Task description: Please count the lines in the data below that mention the word "fixed", then give only the total.

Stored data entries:
BEGIN

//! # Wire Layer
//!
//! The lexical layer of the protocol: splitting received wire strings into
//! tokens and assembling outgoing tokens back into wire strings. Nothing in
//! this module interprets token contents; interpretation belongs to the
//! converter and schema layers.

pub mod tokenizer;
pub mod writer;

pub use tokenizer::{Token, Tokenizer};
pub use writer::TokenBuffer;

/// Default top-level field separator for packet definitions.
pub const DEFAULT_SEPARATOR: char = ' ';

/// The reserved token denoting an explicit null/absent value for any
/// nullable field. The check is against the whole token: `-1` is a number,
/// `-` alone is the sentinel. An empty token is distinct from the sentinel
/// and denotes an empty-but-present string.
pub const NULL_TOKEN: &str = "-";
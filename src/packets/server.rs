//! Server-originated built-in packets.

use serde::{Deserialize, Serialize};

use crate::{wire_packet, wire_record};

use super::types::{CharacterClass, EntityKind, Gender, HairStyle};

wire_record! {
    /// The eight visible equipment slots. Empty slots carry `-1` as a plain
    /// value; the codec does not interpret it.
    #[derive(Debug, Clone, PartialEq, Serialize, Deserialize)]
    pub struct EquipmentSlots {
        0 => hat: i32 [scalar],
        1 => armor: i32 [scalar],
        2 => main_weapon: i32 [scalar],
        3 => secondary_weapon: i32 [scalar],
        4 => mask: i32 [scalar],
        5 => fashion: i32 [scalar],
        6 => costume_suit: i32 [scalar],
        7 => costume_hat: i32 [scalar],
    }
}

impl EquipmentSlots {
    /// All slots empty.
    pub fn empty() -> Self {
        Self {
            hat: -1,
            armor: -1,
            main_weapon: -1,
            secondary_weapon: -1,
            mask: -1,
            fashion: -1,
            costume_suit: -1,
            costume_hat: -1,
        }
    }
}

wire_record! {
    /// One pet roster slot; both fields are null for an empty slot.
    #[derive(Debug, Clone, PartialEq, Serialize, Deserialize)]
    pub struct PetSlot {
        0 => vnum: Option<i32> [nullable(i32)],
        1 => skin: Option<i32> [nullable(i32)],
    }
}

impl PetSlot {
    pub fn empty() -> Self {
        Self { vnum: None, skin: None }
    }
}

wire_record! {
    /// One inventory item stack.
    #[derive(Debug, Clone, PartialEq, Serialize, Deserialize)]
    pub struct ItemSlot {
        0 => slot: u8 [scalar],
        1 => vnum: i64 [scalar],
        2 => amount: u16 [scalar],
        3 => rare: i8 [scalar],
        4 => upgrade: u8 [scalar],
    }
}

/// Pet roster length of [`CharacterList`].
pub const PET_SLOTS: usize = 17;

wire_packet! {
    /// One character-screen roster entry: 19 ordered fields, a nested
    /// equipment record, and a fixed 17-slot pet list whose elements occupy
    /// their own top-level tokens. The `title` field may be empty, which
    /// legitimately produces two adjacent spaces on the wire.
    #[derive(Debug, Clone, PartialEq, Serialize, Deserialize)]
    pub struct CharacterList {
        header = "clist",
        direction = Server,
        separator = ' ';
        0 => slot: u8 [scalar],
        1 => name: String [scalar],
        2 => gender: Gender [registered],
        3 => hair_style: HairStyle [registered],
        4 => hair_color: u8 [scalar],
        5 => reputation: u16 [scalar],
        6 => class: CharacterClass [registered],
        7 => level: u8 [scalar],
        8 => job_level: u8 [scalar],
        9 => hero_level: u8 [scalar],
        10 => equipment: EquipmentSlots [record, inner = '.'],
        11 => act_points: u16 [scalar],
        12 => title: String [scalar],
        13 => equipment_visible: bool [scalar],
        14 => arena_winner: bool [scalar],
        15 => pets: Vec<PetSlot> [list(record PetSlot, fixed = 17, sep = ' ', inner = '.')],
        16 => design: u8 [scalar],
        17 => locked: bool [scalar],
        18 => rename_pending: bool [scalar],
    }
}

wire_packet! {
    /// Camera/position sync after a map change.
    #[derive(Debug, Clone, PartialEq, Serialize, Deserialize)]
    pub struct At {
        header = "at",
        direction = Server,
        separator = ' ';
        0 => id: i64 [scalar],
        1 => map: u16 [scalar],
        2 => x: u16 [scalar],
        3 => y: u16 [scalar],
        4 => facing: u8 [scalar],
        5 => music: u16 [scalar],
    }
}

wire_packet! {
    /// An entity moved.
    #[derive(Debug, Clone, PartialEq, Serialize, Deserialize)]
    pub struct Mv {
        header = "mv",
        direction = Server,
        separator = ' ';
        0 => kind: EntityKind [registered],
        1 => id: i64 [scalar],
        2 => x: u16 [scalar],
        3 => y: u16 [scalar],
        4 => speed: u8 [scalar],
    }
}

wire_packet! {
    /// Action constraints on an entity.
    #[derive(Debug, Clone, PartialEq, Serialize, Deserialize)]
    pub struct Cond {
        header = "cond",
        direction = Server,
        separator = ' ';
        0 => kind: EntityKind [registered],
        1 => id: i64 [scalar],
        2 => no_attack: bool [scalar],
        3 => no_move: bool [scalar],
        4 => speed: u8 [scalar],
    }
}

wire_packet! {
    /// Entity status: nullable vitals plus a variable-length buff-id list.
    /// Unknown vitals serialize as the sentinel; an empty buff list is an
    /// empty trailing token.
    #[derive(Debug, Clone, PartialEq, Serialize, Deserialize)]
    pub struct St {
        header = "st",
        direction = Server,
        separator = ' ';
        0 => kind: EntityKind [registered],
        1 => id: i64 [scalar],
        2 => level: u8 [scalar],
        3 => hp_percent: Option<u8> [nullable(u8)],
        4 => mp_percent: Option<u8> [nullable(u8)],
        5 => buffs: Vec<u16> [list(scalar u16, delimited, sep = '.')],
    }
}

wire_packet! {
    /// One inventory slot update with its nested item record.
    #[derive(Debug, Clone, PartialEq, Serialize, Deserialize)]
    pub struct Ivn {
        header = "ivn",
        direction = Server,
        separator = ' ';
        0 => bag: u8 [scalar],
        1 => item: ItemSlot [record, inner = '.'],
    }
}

END

Response: 2